It's 12:01 a.m. on December 1st as I begin typing this entry. A year ago at this very minute, with the help of a morphine shot and IV fluids after my first 18 hours of labor, I was just drifting off into the last seven straight hours of sleep I've had since. Last night, I wailed to my husband that I haven't really slept in a year and, I fear, may never sleep well again. Years ago a colleague told me, in that you-mark-my-words tone, "You'll be amazed at how well you'll function on so little sleep."
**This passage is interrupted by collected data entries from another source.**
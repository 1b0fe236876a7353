//! Account handlers (create, get, list)

use std::sync::Arc;

use axum::{
    Json,
    extract::{Path, Query, State},
};
use validator::Validate;

use super::super::state::AppState;
use super::super::types::{ApiError, ApiResult, CreateAccountRequest, ListAccountsQuery, ok};
use crate::store::{Account, AccountRepository};

/// Create a new account
///
/// POST /accounts
///
/// New accounts start with a zero balance; funds only move through the
/// transfer engine.
#[utoipa::path(
    post,
    path = "/accounts",
    request_body = CreateAccountRequest,
    responses(
        (status = 200, description = "Account created", body = Account, content_type = "application/json"),
        (status = 400, description = "Invalid owner or currency"),
        (status = 406, description = "Store rejected the insert")
    ),
    tag = "Account"
)]
pub async fn create_account(
    State(state): State<Arc<AppState>>,
    Json(req): Json<CreateAccountRequest>,
) -> ApiResult<Account> {
    if let Err(e) = req.validate() {
        return ApiError::bad_request(e.to_string()).into_err();
    }

    match AccountRepository::create(state.db.pool(), &req.owner, 0, &req.currency).await {
        Ok(account) => ok(account),
        Err(e) => {
            tracing::error!("Account creation failed: {}", e);
            ApiError::not_acceptable(format!("account not created: {}", e)).into_err()
        }
    }
}

/// Get an account by id
///
/// GET /accounts/{id}
#[utoipa::path(
    get,
    path = "/accounts/{id}",
    params(
        ("id" = i64, Path, description = "Account id")
    ),
    responses(
        (status = 200, description = "Account found", body = Account, content_type = "application/json"),
        (status = 400, description = "Invalid account id"),
        (status = 404, description = "Account not found"),
        (status = 500, description = "Storage failure")
    ),
    tag = "Account"
)]
pub async fn get_account(
    State(state): State<Arc<AppState>>,
    Path(id): Path<i64>,
) -> ApiResult<Account> {
    if id < 1 {
        return ApiError::bad_request("account id must be >= 1").into_err();
    }

    match AccountRepository::get(state.db.pool(), id).await {
        Ok(Some(account)) => ok(account),
        Ok(None) => ApiError::not_found(format!("account {} not found", id)).into_err(),
        Err(e) => ApiError::db_error(format!("Query failed: {}", e)).into_err(),
    }
}

/// List accounts, paginated
///
/// GET /accounts?limit=5&offset=0
#[utoipa::path(
    get,
    path = "/accounts",
    params(
        ("limit" = i64, Query, description = "Page size (1..=100)"),
        ("offset" = i64, Query, description = "Rows to skip")
    ),
    responses(
        (status = 200, description = "Accounts page", body = [Account], content_type = "application/json"),
        (status = 400, description = "Invalid pagination parameters"),
        (status = 500, description = "Storage failure")
    ),
    tag = "Account"
)]
pub async fn list_accounts(
    State(state): State<Arc<AppState>>,
    Query(query): Query<ListAccountsQuery>,
) -> ApiResult<Vec<Account>> {
    if let Err(e) = query.validate() {
        return ApiError::bad_request(e.to_string()).into_err();
    }

    match AccountRepository::list(state.db.pool(), query.limit, query.offset).await {
        Ok(accounts) => ok(accounts),
        Err(e) => ApiError::db_error(format!("Query failed: {}", e)).into_err(),
    }
}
I feel oddly unemotional about the fact that our son is now a year old. Am I suppose to be verklempt about this? I'm just not. The one thing I do feel is pride. I'm proud of our family and the life we've created. I can't even say that we worked hard to create it; really, we've just made good decisions based on our values. I'm proud that Jim and I chose natural childbirth and paid more money to have the experience we wanted. A few months after Danny's birth, it occurred to us that a hospital delivery would have been by C-section. Instead, at the birth center the midwives presented options that did not include major abdominal surgery. No hospital would ever let a woman labor for 40 hours. I'm proud of myself for doing it and proud that my husband supported the decision. I'm also proud that we live well and debt free on one and a half incomes and that our son has thrived on my milk. I'm proud that, in the first year of his life, our son was cared for solely by his father and I and a few trusted relatives.
Maybe I'm not emotional about this because, more than any other experience in my life, becoming a parent has forced me to stay in the moment. It's taught me how to plan, but not plan the results and to be prepared to throw the plans out the window. So, after a year of moments that I've been present for, it's not so surprising that he's one, that he's thriving, that he's gotten so big, so smart and so beautiful. I notice these things every day, every hour, every minute that I'm with him.